Leading mortgage lenders last night opted not to react immediately to the increase in the Bank of England base rate, largely keeping their own rates on hold. However, while no major lender raised its standard variable lending rate, almost all are expected to do so within the next few days.
Halifax said it was considering its position after the base-rate increase, while its rivals took a similar stance. Tracker mortgages, where what borrowers pay automatically moves up and down in line with base rates, were the only area of the home-loan market affected immediately. Nevertheless, mortgage advisers expect lenders to pass on the rate rise in full.

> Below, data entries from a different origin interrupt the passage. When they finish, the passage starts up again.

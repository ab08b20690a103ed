//! Command-line interface for cadence.
//!
//! Provides subcommands for validating loop definitions, inspecting
//! archived snapshots, and simulating an execution end to end.

pub mod commands;

pub use commands::Cli;
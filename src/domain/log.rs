//! Append-only execution log types.

use serde::{Deserialize, Serialize};
use serde_json::Value;

/// Severity of a log entry
#[derive(Debug, Clone, Copy, PartialEq, Eq, Serialize, Deserialize)]
#[serde(rename_all = "lowercase")]
pub enum LogLevel {
    Info,
    Warn,
    Error,
}

/// Which part of the lifecycle a log entry belongs to
#[derive(Debug, Clone, Copy, PartialEq, Eq, Serialize, Deserialize)]
#[serde(rename_all = "lowercase")]
pub enum LogCategory {
    Phase,
    Skill,
    Gate,
    System,
}

/// One entry in an execution's append-only log
///
/// The engine clamps timestamps so the log is monotonically non-decreasing
/// regardless of clock jitter.
#[derive(Debug, Clone, PartialEq, Serialize, Deserialize)]
pub struct LogEntry {
    /// Unix timestamp in milliseconds
    pub timestamp: i64,
    /// Severity
    pub level: LogLevel,
    /// Lifecycle category
    pub category: LogCategory,
    /// What happened
    pub message: String,
    /// Entry-specific payload data
    #[serde(default)]
    pub context: Value,
}

impl LogEntry {
    /// Create an entry at the given timestamp
    pub fn new(
        timestamp: i64,
        level: LogLevel,
        category: LogCategory,
        message: impl Into<String>,
        context: Value,
    ) -> Self {
        Self {
            timestamp,
            level,
            category,
            message: message.into(),
            context,
        }
    }
}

A 0.25 percentage-point rise in the cost of home loans would cost the average homeowner with a £110,000 repayment mortgage an additional £23 a month.
Consumer groups warned the move would add to Britain's debt crisis. Peter Tutton, at Citizens Advice, said: "We are seeing a rapidly growing number of people falling behind with mortgage payments,and in some cases threatened with repossession."
Savers, however, welcomed the base-rate increase. Several savings account providers passed on the rise to some customers with immediate effect.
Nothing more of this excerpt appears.